A METAL COMMUNITY
THE conversation turned into a discussion of the possibilities of their new form. Whether they would
need sleep was a moot point and they were discussing the advisability of training mechanics as doctors
when the first footsteps announced themselves.
They belonged to a man whose face, ornamented by a neat Van Dyke in wire, gave him the
appearance of a physician of the more fleshly life, but who turned out to be a lawyer named Roberts. He
was delighted with the extraordinary youthfulness and vitality he felt in the new incarnation.
Fully dressed in morning clothes he bore the information that he was one of a group of four who had
achieved the metal transformation atop the French building. He promptly plunged into a discussion of
technicalities with Ben that left the other two out of it and they moved off to the Seventh Avenue side of
the building to see whether any more people were visible.
"Do you miss the people much?" asked Murray by way of making conversation.
"Not a bit," Gloria confessed. "My chief emotion is delight over not having to go to the de la Poers'
tea tomorrow afternoon. Though I suppose we will miss them as time goes on."
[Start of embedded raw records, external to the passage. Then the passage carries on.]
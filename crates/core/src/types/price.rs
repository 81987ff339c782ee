//! Type-safe price representation using decimal arithmetic.
//!
//! The shop charges in Chilean pesos, which have no minor unit: Webpay
//! expects the amount as a whole number, so conversions truncate toward zero.

use rust_decimal::Decimal;
use rust_decimal::prelude::ToPrimitive;
use serde::{Deserialize, Serialize};

/// A price with currency information.
#[derive(Debug, Clone, Copy, PartialEq, Eq, Serialize, Deserialize)]
pub struct Price {
    /// Amount in the currency's standard unit.
    pub amount: Decimal,
    /// ISO 4217 currency code.
    pub currency_code: CurrencyCode,
}

impl Price {
    /// Create a new price.
    #[must_use]
    pub const fn new(amount: Decimal, currency_code: CurrencyCode) -> Self {
        Self {
            amount,
            currency_code,
        }
    }

    /// Create a price in Chilean pesos.
    #[must_use]
    pub const fn clp(amount: Decimal) -> Self {
        Self::new(amount, CurrencyCode::CLP)
    }

    /// Whole currency units, truncated toward zero.
    ///
    /// Returns `None` if the amount does not fit in an `i64`.
    #[must_use]
    pub fn whole_units(&self) -> Option<i64> {
        self.amount.trunc().to_i64()
    }

    /// Format for display, e.g. `$12.990` (dot as thousands separator).
    #[must_use]
    pub fn display(&self) -> String {
        let units = self.amount.trunc().abs().to_string();
        let mut grouped = String::with_capacity(units.len() + units.len() / 3);
        for (i, ch) in units.chars().enumerate() {
            if i > 0 && (units.len() - i) % 3 == 0 {
                grouped.push('.');
            }
            grouped.push(ch);
        }
        let sign = if self.amount.is_sign_negative() && !self.amount.trunc().is_zero() {
            "-"
        } else {
            ""
        };
        format!("{sign}{}{grouped}", self.currency_code.symbol())
    }
}

/// ISO 4217 currency codes accepted by the shop.
#[derive(Debug, Clone, Copy, PartialEq, Eq, Hash, Serialize, Deserialize, Default)]
pub enum CurrencyCode {
    #[default]
    CLP,
    USD,
}

impl CurrencyCode {
    /// Display symbol.
    #[must_use]
    pub const fn symbol(self) -> &'static str {
        match self {
            Self::CLP => "$",
            Self::USD => "US$",
        }
    }
}
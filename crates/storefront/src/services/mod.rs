//! Services for storefront.
//!
//! - `notify` - Notifier seam and best-effort delivery wrapper
//! - `email` - SMTP notifier for paid and failed orders

pub mod email;
pub mod notify;

pub use email::EmailNotifier;
pub use notify::{NoopNotifier, NotificationError, Notifications, Notifier};
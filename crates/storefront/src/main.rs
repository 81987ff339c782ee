//! Joyería Góngora storefront - public shop and Webpay checkout.
//!
//! # Architecture
//!
//! - Axum web framework, Askama for the payment result page
//! - `PostgreSQL` for orders, products and sessions
//! - Webpay Plus REST API for payments
//! - DPA API (with snapshot and embedded fallbacks) for regions and comunas
//! - SMTP for order e-mails, when configured

#![cfg_attr(not(test), forbid(unsafe_code))]

use gongora_storefront::config::StorefrontConfig;
use gongora_storefront::state::AppState;
use gongora_storefront::{app, db};
use sentry::integrations::tracing as sentry_tracing;
use tower_sessions_sqlx_store::PostgresStore;
use tracing_subscriber::{layer::SubscriberExt, util::SubscriberInitExt};

/// Initialize Sentry error tracking and return guard that must be kept alive.
fn init_sentry(config: &StorefrontConfig) -> Option<sentry::ClientInitGuard> {
    let dsn = config.sentry_dsn.as_ref()?;

    let guard = sentry::init((
        dsn.as_str(),
        sentry::ClientOptions {
            release: sentry::release_name!(),
            environment: config
                .sentry_environment
                .clone()
                .map(std::borrow::Cow::Owned),
            sample_rate: config.sentry_sample_rate,
            traces_sample_rate: config.sentry_traces_sample_rate,
            attach_stacktrace: true,
            ..Default::default()
        },
    ));

    tracing::info!("Sentry initialized");
    Some(guard)
}

/// Filter tracing events to Sentry event types.
fn sentry_event_filter(metadata: &tracing::Metadata<'_>) -> sentry_tracing::EventFilter {
    match *metadata.level() {
        tracing::Level::ERROR | tracing::Level::WARN => sentry_tracing::EventFilter::Event,
        tracing::Level::INFO | tracing::Level::DEBUG => sentry_tracing::EventFilter::Breadcrumb,
        tracing::Level::TRACE => sentry_tracing::EventFilter::Ignore,
    }
}

#[tokio::main]
async fn main() -> Result<(), Box<dyn std::error::Error>> {
    // Load configuration from environment (needed for Sentry init)
    let config = StorefrontConfig::from_env()?;

    // Initialize Sentry (must be done before tracing subscriber)
    let _sentry_guard = init_sentry(&config);

    let env_filter = tracing_subscriber::EnvFilter::try_from_default_env()
        .unwrap_or_else(|_| "gongora_storefront=info,tower_http=debug".into());

    tracing_subscriber::registry()
        .with(env_filter)
        .with(tracing_subscriber::fmt::layer())
        .with(sentry_tracing::layer().event_filter(sentry_event_filter))
        .init();

    let pool = db::create_pool(&config.database_url).await?;
    tracing::info!("Database pool created");

    // NOTE: Migrations are NOT run automatically on startup.
    // Run them explicitly via: cargo run -p gongora-cli -- migrate

    let addr = config.socket_addr();
    let session_store = PostgresStore::new(pool.clone());
    let state = AppState::new(config, pool)?;

    let app = app(state, session_store)
        // Sentry layers (outermost for full request coverage)
        .layer(sentry_tower::NewSentryLayer::new_from_top())
        .layer(sentry_tower::SentryHttpLayer::new().enable_transaction());

    tracing::info!("storefront listening on {}", addr);

    let listener = tokio::net::TcpListener::bind(addr).await?;
    axum::serve(listener, app)
        .with_graceful_shutdown(shutdown_signal())
        .await?;

    Ok(())
}

/// Wait for shutdown signal (Ctrl+C or SIGTERM).
async fn shutdown_signal() {
    let ctrl_c = async {
        if let Err(e) = tokio::signal::ctrl_c().await {
            tracing::error!(error = %e, "Failed to install Ctrl+C handler");
            std::future::pending::<()>().await;
        }
    };

    #[cfg(unix)]
    let terminate = async {
        match tokio::signal::unix::signal(tokio::signal::unix::SignalKind::terminate()) {
            Ok(mut signal) => {
                signal.recv().await;
            }
            Err(e) => {
                tracing::error!(error = %e, "Failed to install SIGTERM handler");
                std::future::pending::<()>().await;
            }
        }
    };

    #[cfg(not(unix))]
    let terminate = std::future::pending::<()>();

    tokio::select! {
        () = ctrl_c => {},
        () = terminate => {},
    }

    tracing::info!("Shutdown signal received, starting graceful shutdown");
}
//! Session-related types.
//!
//! The login flow itself lives outside the storefront; it writes a
//! [`CurrentUser`] under [`keys::CURRENT_USER`] and everything here reads it.

use serde::{Deserialize, Serialize};

use gongora_core::{Email, UserId};

/// Session-stored user identity.
#[derive(Debug, Clone, PartialEq, Eq, Serialize, Deserialize)]
pub struct CurrentUser {
    /// User's database ID.
    pub id: UserId,
    /// User's email address.
    pub email: Email,
}

/// Session keys.
pub mod keys {
    /// The logged-in user ([`super::CurrentUser`]).
    pub const CURRENT_USER: &str = "current_user";

    /// Cart lines ([`crate::models::cart::SessionCart`]).
    pub const CART: &str = "cart";

    /// Shipping form from the checkout shipping step.
    pub const CHECKOUT_SHIPPING: &str = "checkout_shipping";
}
//! Application state shared across handlers.

use std::sync::Arc;

use sqlx::PgPool;

use crate::config::StorefrontConfig;
use crate::db::PgOrderStore;
use crate::geo::{GeoError, GeoResolver};
use crate::payments::{PaymentService, WebpayClient, WebpayError};
use crate::services::{EmailNotifier, Notifications};

/// Error building the application state.
#[derive(Debug, thiserror::Error)]
pub enum StateError {
    #[error("geo client: {0}")]
    Geo(#[from] GeoError),
    #[error("webpay client: {0}")]
    Webpay(#[from] WebpayError),
    #[error("smtp transport: {0}")]
    Smtp(#[from] lettre::transport::smtp::Error),
}

/// Application state shared across all handlers.
///
/// This struct is cheaply cloneable via `Arc` and provides access to
/// shared resources like database connections and configuration.
#[derive(Clone)]
pub struct AppState {
    inner: Arc<AppStateInner>,
}

struct AppStateInner {
    config: StorefrontConfig,
    pool: PgPool,
    geo: GeoResolver,
    payments: PaymentService,
}

impl AppState {
    /// Create the production state: Postgres orders, Webpay, DPA lookups and
    /// SMTP notifications when configured.
    ///
    /// # Errors
    ///
    /// Returns an error if one of the outbound clients cannot be built.
    pub fn new(config: StorefrontConfig, pool: PgPool) -> Result<Self, StateError> {
        let geo = GeoResolver::new(&config.geo)?;
        let gateway = WebpayClient::new(&config.webpay)?;

        let notifications = match &config.email {
            Some(email) => Notifications::new(Arc::new(EmailNotifier::new(email)?)),
            None => {
                tracing::warn!("SMTP_HOST not set, order e-mails are disabled");
                Notifications::default()
            }
        };

        let payments = PaymentService::new(
            Arc::new(PgOrderStore::new(pool.clone())),
            Arc::new(gateway),
            notifications,
        );

        Ok(Self::from_parts(config, pool, geo, payments))
    }

    /// Assemble state from already-built services.
    #[must_use]
    pub fn from_parts(
        config: StorefrontConfig,
        pool: PgPool,
        geo: GeoResolver,
        payments: PaymentService,
    ) -> Self {
        Self {
            inner: Arc::new(AppStateInner {
                config,
                pool,
                geo,
                payments,
            }),
        }
    }

    /// Get a reference to the storefront configuration.
    #[must_use]
    pub fn config(&self) -> &StorefrontConfig {
        &self.inner.config
    }

    /// Get a reference to the database connection pool.
    #[must_use]
    pub fn pool(&self) -> &PgPool {
        &self.inner.pool
    }

    /// Region and comuna lookups.
    #[must_use]
    pub fn geo(&self) -> &GeoResolver {
        &self.inner.geo
    }

    /// Checkout payment flow.
    #[must_use]
    pub fn payments(&self) -> &PaymentService {
        &self.inner.payments
    }
}
//! Last-resort geo data compiled into the binary.

use async_trait::async_trait;

use gongora_core::GeoEntry;

use super::{GeoKey, GeoSource};

/// All sixteen regions, by DPA code.
const REGIONS: &[(&str, &str)] = &[
    ("01", "Región de Tarapacá"),
    ("02", "Región de Antofagasta"),
    ("03", "Región de Atacama"),
    ("04", "Región de Coquimbo"),
    ("05", "Región de Valparaíso"),
    ("06", "Región del Libertador General Bernardo O'Higgins"),
    ("07", "Región del Maule"),
    ("08", "Región del Biobío"),
    ("09", "Región de La Araucanía"),
    ("10", "Región de Los Lagos"),
    ("11", "Región de Aysén del Gral. C. Ibáñez del Campo"),
    ("12", "Región de Magallanes y de la Antártica Chilena"),
    ("13", "Región Metropolitana de Santiago"),
    ("14", "Región de Los Ríos"),
    ("15", "Región de Arica y Parinacota"),
    ("16", "Región de Ñuble"),
];

/// Comunas for the regions where most orders ship.
const COMUNAS: &[(&str, &[(&str, &str)])] = &[
    (
        "05",
        &[
            ("05101", "Valparaíso"),
            ("05107", "Viña del Mar"),
            ("05109", "Quilpué"),
            ("05110", "Villa Alemana"),
            ("05111", "Concón"),
        ],
    ),
    (
        "13",
        &[
            ("13101", "Santiago"),
            ("13114", "Las Condes"),
            ("13123", "Ñuñoa"),
            ("13132", "Puente Alto"),
            ("13119", "Maipú"),
        ],
    ),
];

fn to_entries(pairs: &[(&str, &str)]) -> Vec<GeoEntry> {
    pairs
        .iter()
        .map(|(code, name)| GeoEntry::new(*code, *name))
        .collect()
}

/// Tier backed by the constants above.
#[derive(Debug, Clone, Copy, Default)]
pub struct EmbeddedSource;

#[async_trait]
impl GeoSource for EmbeddedSource {
    fn name(&self) -> &'static str {
        "embedded"
    }

    async fn fetch(&self, key: &GeoKey) -> Option<Vec<GeoEntry>> {
        match key {
            GeoKey::Regions => Some(to_entries(REGIONS)),
            GeoKey::Comunas(region) => COMUNAS
                .iter()
                .find(|(code, _)| *code == region.as_str())
                .map(|(_, comunas)| to_entries(comunas)),
        }
    }
}
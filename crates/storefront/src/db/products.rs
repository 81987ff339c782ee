//! Product lookup used when adding to the cart.
//!
//! The catalogue itself is managed elsewhere; the storefront only needs the
//! current name and price of a product.

use rust_decimal::Decimal;
use serde::Serialize;
use sqlx::PgPool;

use gongora_core::ProductId;

use super::RepositoryError;

/// A purchasable product.
#[derive(Debug, Clone, PartialEq, Eq, Serialize)]
pub struct Product {
    pub id: ProductId,
    pub name: String,
    /// Unit price in CLP.
    pub price: Decimal,
}

#[derive(Debug, sqlx::FromRow)]
struct ProductRow {
    id: i32,
    name: String,
    price: Decimal,
}

impl From<ProductRow> for Product {
    fn from(row: ProductRow) -> Self {
        Self {
            id: ProductId::new(row.id),
            name: row.name,
            price: row.price,
        }
    }
}

/// Repository for product lookups.
pub struct ProductRepository<'a> {
    pool: &'a PgPool,
}

impl<'a> ProductRepository<'a> {
    #[must_use]
    pub const fn new(pool: &'a PgPool) -> Self {
        Self { pool }
    }

    /// Get a product by ID.
    ///
    /// # Errors
    ///
    /// Returns `RepositoryError::Database` if the query fails.
    pub async fn get(&self, id: ProductId) -> Result<Option<Product>, RepositoryError> {
        let row = sqlx::query_as::<_, ProductRow>(
            r"
            SELECT id, name, price
            FROM storefront.product
            WHERE id = $1
            ",
        )
        .bind(id.as_i32())
        .fetch_optional(self.pool)
        .await?;

        Ok(row.map(Product::from))
    }
}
"I don't know about that," Murray said. "Life was getting pretty complicated and artificial—at least
for me. There were so many things one had to do before one began living—you know, picking the
proper friends and all that."
Gloria nodded. "I know what you mean. My mother would throw a fit if she knew I were here talking
to you right now. If I met you at a dance in Westchester it would be perfectly all right for me to stay out
with you half the night and drink together. But meeting you in daylight on the street—oh, boy!"
"Well," Murray sighed, "that tripe is all through with now. What do you say we get back and see how
the rest are getting along?"
They found them still in the midst of their argument.
"—evidently some substance so volatile that the mere contact with animal tissue causes a reaction
that leaves nothing of either the element or the tissue," Ben was saying. "You note that these metal bands
reproduce the muscles almost perfectly."
"Yes," the lawyer replied, "but they are too flexible to be any metal I know of. I'm willing to grant
your wider knowledge of chemistry but it doesn't seem reasonable. All I can think of is that some outside
agency has interfered. These joints, for instance"—he touched Ben's elbow, —"and what about the little
rubber pads on your fingers and toes and the end of your nose?"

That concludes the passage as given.